SoftEther guide? Wireguard Guide?

Does anyone have a KISS method guide for setting up SoftEther Server on Fedora?

What about a Wireguard one? I dont want to have to already know the Client IP address. I want to set it up so that I can just plug in the VPN server’s info on the client machine wherever I am and connect.

I also want to bind it to a specific network interface.

At the risk of sounding like a Linux elitist who alienates new users… I don’t have a guide but maybe some pointers.

For wireguard in particular I found that distros tend to ship systemd unit files that wrap wireguard interface configs (one config file per interface). Start by installing the packages that wireguard website tells you to, and look for example files installed that you can use as a template. They kind of look like .ini files. Each interface can have multiple other peers/endpoints. You can then systemctl enable wg@cfg_name or some such thing.

Once it’s up, you’d need to assign it an IP through whatever mechanism you normally use for static IPs on your host (networkmanager most likely). And if you want anything other than host to host you’ll need to setup routing and firewalling as you normally would on a machine with multiple network interfaces on your distro, (possibly involving nat).
I’m not sure about bridging, but I don’t think DHCP will work, as wireguard only ships ip packets, not Ethernet frames.

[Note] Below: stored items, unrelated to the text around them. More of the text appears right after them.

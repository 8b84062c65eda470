//! Console output for the SegOS kernel
//!
//! Provides the text sink behind `print!`/`println!` and the standard
//! stream file descriptors. Kernel builds write to the VGA text buffer;
//! test builds capture into a buffer so output can be asserted on.

use core::fmt::{self, Write};
use spin::Mutex;

/// VGA text buffer geometry
const VGA_BUFFER: usize = 0xB8000;
const VGA_COLS: usize = 80;
const VGA_ROWS: usize = 25;

/// White on black
const VGA_ATTR: u8 = 0x07;

/// Console writer interface
pub struct Console {
    col: usize,
    row: usize,
    #[cfg(test)]
    buffer: heapless::String<4096>,
}

impl Console {
    /// Create a new console instance
    pub const fn new() -> Self {
        Console {
            col: 0,
            row: 0,
            #[cfg(test)]
            buffer: heapless::String::new(),
        }
    }

    /// Write a byte to the console
    pub fn write_byte(&mut self, byte: u8) {
        #[cfg(test)]
        {
            if byte.is_ascii() {
                let _ = self.buffer.push(byte as char);
            }
        }

        #[cfg(not(test))]
        {
            if byte == b'\n' {
                self.newline();
                return;
            }
            let offset = (self.row * VGA_COLS + self.col) * 2;
            unsafe {
                let cell = (VGA_BUFFER + offset) as *mut u8;
                cell.write_volatile(byte);
                cell.add(1).write_volatile(VGA_ATTR);
            }
            self.col += 1;
            if self.col >= VGA_COLS {
                self.newline();
            }
        }
    }

    #[cfg(not(test))]
    fn newline(&mut self) {
        self.col = 0;
        self.row += 1;
        if self.row >= VGA_ROWS {
            // Scroll one line up and clear the last row
            unsafe {
                let base = VGA_BUFFER as *mut u8;
                core::ptr::copy(base.add(VGA_COLS * 2), base, (VGA_ROWS - 1) * VGA_COLS * 2);
                for col in 0..VGA_COLS {
                    let cell = base.add(((VGA_ROWS - 1) * VGA_COLS + col) * 2);
                    cell.write_volatile(b' ');
                    cell.add(1).write_volatile(VGA_ATTR);
                }
            }
            self.row = VGA_ROWS - 1;
        }
    }

    /// Write raw bytes, used by the write(2) path for the standard streams
    pub fn write_bytes(&mut self, bytes: &[u8]) -> usize {
        for &b in bytes {
            self.write_byte(b);
        }
        bytes.len()
    }

    /// Drain the captured output (test builds only)
    #[cfg(test)]
    pub fn take_output(&mut self) -> heapless::String<4096> {
        core::mem::take(&mut self.buffer)
    }
}

impl Write for Console {
    fn write_str(&mut self, s: &str) -> fmt::Result {
        for byte in s.bytes() {
            self.write_byte(byte);
        }
        Ok(())
    }
}

/// Global console instance
static CONSOLE: Mutex<Console> = Mutex::new(Console::new());

/// Serializes tests that assert on the shared capture buffer
#[cfg(test)]
pub static CAPTURE_LOCK: Mutex<()> = Mutex::new(());

/// Initialize the console (clears position state)
pub fn init() {
    let mut con = CONSOLE.lock();
    con.col = 0;
    con.row = 0;
}

/// Access the global console
pub fn with_console<R>(f: impl FnOnce(&mut Console) -> R) -> R {
    f(&mut CONSOLE.lock())
}

#[doc(hidden)]
pub fn _print(args: fmt::Arguments) {
    let _ = CONSOLE.lock().write_fmt(args);
}

#[macro_export]
macro_rules! print {
    ($($arg:tt)*) => ($crate::console::_print(format_args!($($arg)*)));
}

#[macro_export]
macro_rules! println {
    () => ($crate::print!("\n"));
    ($($arg:tt)*) => ($crate::print!("{}\n", format_args!($($arg)*)));
}

#[cfg(test)]
mod tests {
    use super::*;

    #[test]
    fn captures_bytes_in_order() {
        let mut con = Console::new();
        con.write_bytes(b"boot ok");
        assert_eq!(con.take_output().as_str(), "boot ok");
    }

    #[test]
    fn write_str_appends() {
        let mut con = Console::new();
        let _ = con.write_str("a");
        let _ = con.write_str("b\n");
        assert_eq!(con.take_output().as_str(), "ab\n");
    }
}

Each side of the wireguard tunnel will need to have its own private key, and public key for the otherside (peer); they can be generated on the command line in Fedora or in the Android app. (Wireguard website has examples)

There’s also allowed_ips setting, where wireguard can drop packets from the otherside based on src ip, you can use 0.0.0.0/0 there to whitelist everything.

You’ll need more things, probably port forwarding on your home router, probably some kind of dynamic DNS setup, probably some kind of nat or routing setup.

If you found a good guide in the meantime, post it here.

Use Algo. It also installs and configures wireguard, which is what I use.